YOUR OBJECTIVE - Write out exactly the lines running from the line that includes "pub use grid3d::Grid3D;" to the end of the data, both ends included, and nothing besides.
━━━ EXTRACTED ENTRIES
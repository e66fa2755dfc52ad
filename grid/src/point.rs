use std::ops::{Div, DivAssign, Mul, MulAssign};
use std::str::FromStr;

use derive_more::{Add, AddAssign, Display, From, Into, Neg, Sub, SubAssign};

use crate::error::{GridError, InvalidArgument};

/// Integer 2D point/vector. Ordered by `x`, then `y`.
#[derive(
    Debug,
    Display,
    Default,
    Copy,
    Clone,
    PartialEq,
    Eq,
    PartialOrd,
    Ord,
    Hash,
    From,
    Into,
    Add,
    Sub,
    Neg,
    AddAssign,
    SubAssign,
)]
#[display(fmt = "{} {}", x, y)]
pub struct Point2i {
    pub x: i32,
    pub y: i32,
}

impl Point2i {
    pub const ZERO: Self = Self::new(0, 0);

    pub const fn new(x: i32, y: i32) -> Self {
        Self { x, y }
    }

    pub fn set(&mut self, x: i32, y: i32) {
        self.x = x;
        self.y = y;
    }

    pub const fn pos(self) -> (i32, i32) {
        (self.x, self.y)
    }

    /// 0 is x, 1 is y
    pub const fn elem(self, index: usize) -> Option<i32> {
        match index {
            0 => Some(self.x),
            1 => Some(self.y),
            _ => None,
        }
    }

    pub const fn is_zero(self) -> bool {
        self.x == 0 && self.y == 0
    }

    /// Moves in place and returns the new position
    pub fn move_by(&mut self, delta: impl Into<Point2i>) -> Self {
        *self += delta.into();
        *self
    }

    pub fn moved_by(self, delta: impl Into<Point2i>) -> Self {
        self + delta.into()
    }

    fn map(self, f: impl Fn(i32) -> i32) -> Self {
        Self::new(f(self.x), f(self.y))
    }
}

impl Mul for Point2i {
    type Output = Self;

    fn mul(self, rhs: Self) -> Self::Output {
        Self::new(self.x * rhs.x, self.y * rhs.y)
    }
}

impl Div for Point2i {
    type Output = Self;

    fn div(self, rhs: Self) -> Self::Output {
        Self::new(self.x / rhs.x, self.y / rhs.y)
    }
}

impl Mul<i32> for Point2i {
    type Output = Self;

    fn mul(self, rhs: i32) -> Self::Output {
        self.map(|n| n * rhs)
    }
}

impl Div<i32> for Point2i {
    type Output = Self;

    fn div(self, rhs: i32) -> Self::Output {
        self.map(|n| n / rhs)
    }
}

impl Mul<Point2i> for i32 {
    type Output = Point2i;

    fn mul(self, rhs: Point2i) -> Self::Output {
        rhs * self
    }
}

// float scaling truncates towards zero
macro_rules! scale_by_float {
    ($($float:ty),+) => {
        $(
            impl Mul<$float> for Point2i {
                type Output = Self;

                fn mul(self, rhs: $float) -> Self::Output {
                    self.map(|n| (n as $float * rhs) as i32)
                }
            }

            impl Div<$float> for Point2i {
                type Output = Self;

                fn div(self, rhs: $float) -> Self::Output {
                    self.map(|n| (n as $float / rhs) as i32)
                }
            }

            impl Mul<Point2i> for $float {
                type Output = Point2i;

                fn mul(self, rhs: Point2i) -> Self::Output {
                    rhs * self
                }
            }

            impl MulAssign<$float> for Point2i {
                fn mul_assign(&mut self, rhs: $float) {
                    *self = *self * rhs;
                }
            }

            impl DivAssign<$float> for Point2i {
                fn div_assign(&mut self, rhs: $float) {
                    *self = *self / rhs;
                }
            }
        )+
    };
}

scale_by_float!(f32, f64);

impl MulAssign for Point2i {
    fn mul_assign(&mut self, rhs: Self) {
        *self = *self * rhs;
    }
}

impl DivAssign for Point2i {
    fn div_assign(&mut self, rhs: Self) {
        *self = *self / rhs;
    }
}

impl MulAssign<i32> for Point2i {
    fn mul_assign(&mut self, rhs: i32) {
        *self = *self * rhs;
    }
}

impl DivAssign<i32> for Point2i {
    fn div_assign(&mut self, rhs: i32) {
        *self = *self / rhs;
    }
}

/// Parses `"x y"`, the same format as `Display` writes
impl FromStr for Point2i {
    type Err = GridError;

    fn from_str(s: &str) -> Result<Self, Self::Err> {
        let bad = || GridError::from(InvalidArgument::Point(s.to_owned()));

        let mut parts = s.split_whitespace().map(str::parse::<i32>);
        match (parts.next(), parts.next(), parts.next()) {
            (Some(Ok(x)), Some(Ok(y)), None) => Ok(Self::new(x, y)),
            _ => Err(bad()),
        }
    }
}

#[cfg(test)]
mod tests {
    use super::*;

    #[test]
    fn arithmetic() {
        let a = Point2i::new(3, -4);
        let b = Point2i::new(1, 2);

        assert_eq!(a + b, Point2i::new(4, -2));
        assert_eq!(a - b, Point2i::new(2, -6));
        assert_eq!(-a, Point2i::new(-3, 4));
        assert_eq!(a * b, Point2i::new(3, -8));
        assert_eq!(a / b, Point2i::new(3, -2));
        assert_eq!(a * 2, Point2i::new(6, -8));
        assert_eq!(2 * a, a * 2);
        assert_eq!(a / 2, Point2i::new(1, -2));

        let mut c = a;
        c += b;
        c -= Point2i::new(0, 1);
        assert_eq!(c, Point2i::new(4, -3));
        c *= 3;
        assert_eq!(c, Point2i::new(12, -9));
        c /= Point2i::new(4, 3);
        assert_eq!(c, Point2i::new(3, -3));
    }

    #[test]
    fn float_scaling_truncates() {
        let p = Point2i::new(5, -5);
        assert_eq!(p * 0.5f32, Point2i::new(2, -2));
        assert_eq!(p / 2.0f64, Point2i::new(2, -2));
        assert_eq!(1.5f64 * p, Point2i::new(7, -7));

        let mut q = p;
        q *= 2.5f32;
        assert_eq!(q, Point2i::new(12, -12));
    }

    #[test]
    fn ordering_is_x_then_y() {
        let mut points = vec![
            Point2i::new(2, 0),
            Point2i::new(1, 5),
            Point2i::new(1, -1),
            Point2i::new(0, 9),
        ];
        points.sort();
        assert_eq!(
            points,
            vec![
                Point2i::new(0, 9),
                Point2i::new(1, -1),
                Point2i::new(1, 5),
                Point2i::new(2, 0),
            ]
        );
        assert!(Point2i::new(1, 2) <= Point2i::new(1, 2));
        assert!(Point2i::new(1, 3) > Point2i::new(1, 2));
    }

    #[test]
    fn helpers() {
        let mut p = Point2i::default();
        assert!(p.is_zero());

        p.set(1, 2);
        assert_eq!(p.pos(), (1, 2));
        assert_eq!(p.elem(0), Some(1));
        assert_eq!(p.elem(1), Some(2));
        assert_eq!(p.elem(2), None);

        assert_eq!(p.moved_by((1, 1)), Point2i::new(2, 3));
        assert_eq!(p, Point2i::new(1, 2));
        assert_eq!(p.move_by(Point2i::new(-1, -2)), Point2i::ZERO);
        assert!(p.is_zero());

        let tuple: (i32, i32) = Point2i::new(7, 8).into();
        assert_eq!(tuple, (7, 8));
    }

    #[test]
    fn text_round_trip() {
        let p = Point2i::new(-3, 12);
        assert_eq!(p.to_string(), "-3 12");
        assert_eq!("-3 12".parse::<Point2i>(), Ok(p));
        assert_eq!("  4\t5 ".parse::<Point2i>(), Ok(Point2i::new(4, 5)));

        assert!("4".parse::<Point2i>().is_err());
        assert!("4 5 6".parse::<Point2i>().is_err());
        assert!("x 5".parse::<Point2i>().is_err());
    }
}
//! Dense, resizable 2D and 3D grids backed by a single flat buffer.
//!
//! Both grids support whole-column/row (and for [Grid3D], depth slice) insertion and removal,
//! bounds checked element access, and coordinate adapters so that arrays, tuples and [Point2i]s
//! can all be used as positions.

mod coord;
mod error;
mod grid2d;
mod grid3d;
mod layout;
#[cfg(feature = "point")]
mod point;
mod slice;

pub use coord::{coords2, coords3, GridCoord2, GridCoord3, GridSize2, GridSize3};
pub use error::{Axis, Coord, Dims, GridError, GridResult, InvalidArgument};
pub use grid2d::Grid2D;
pub use grid3d::Grid3D;
#[cfg(feature = "point")]
pub use point::Point2i;
pub use slice::{Slice, SliceMut};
━━━━━━
RESPONSE TO THE EXERCISE -
pub use grid3d::Grid3D;
#[cfg(feature = "point")]
pub use point::Point2i;
pub use slice::{Slice, SliceMut};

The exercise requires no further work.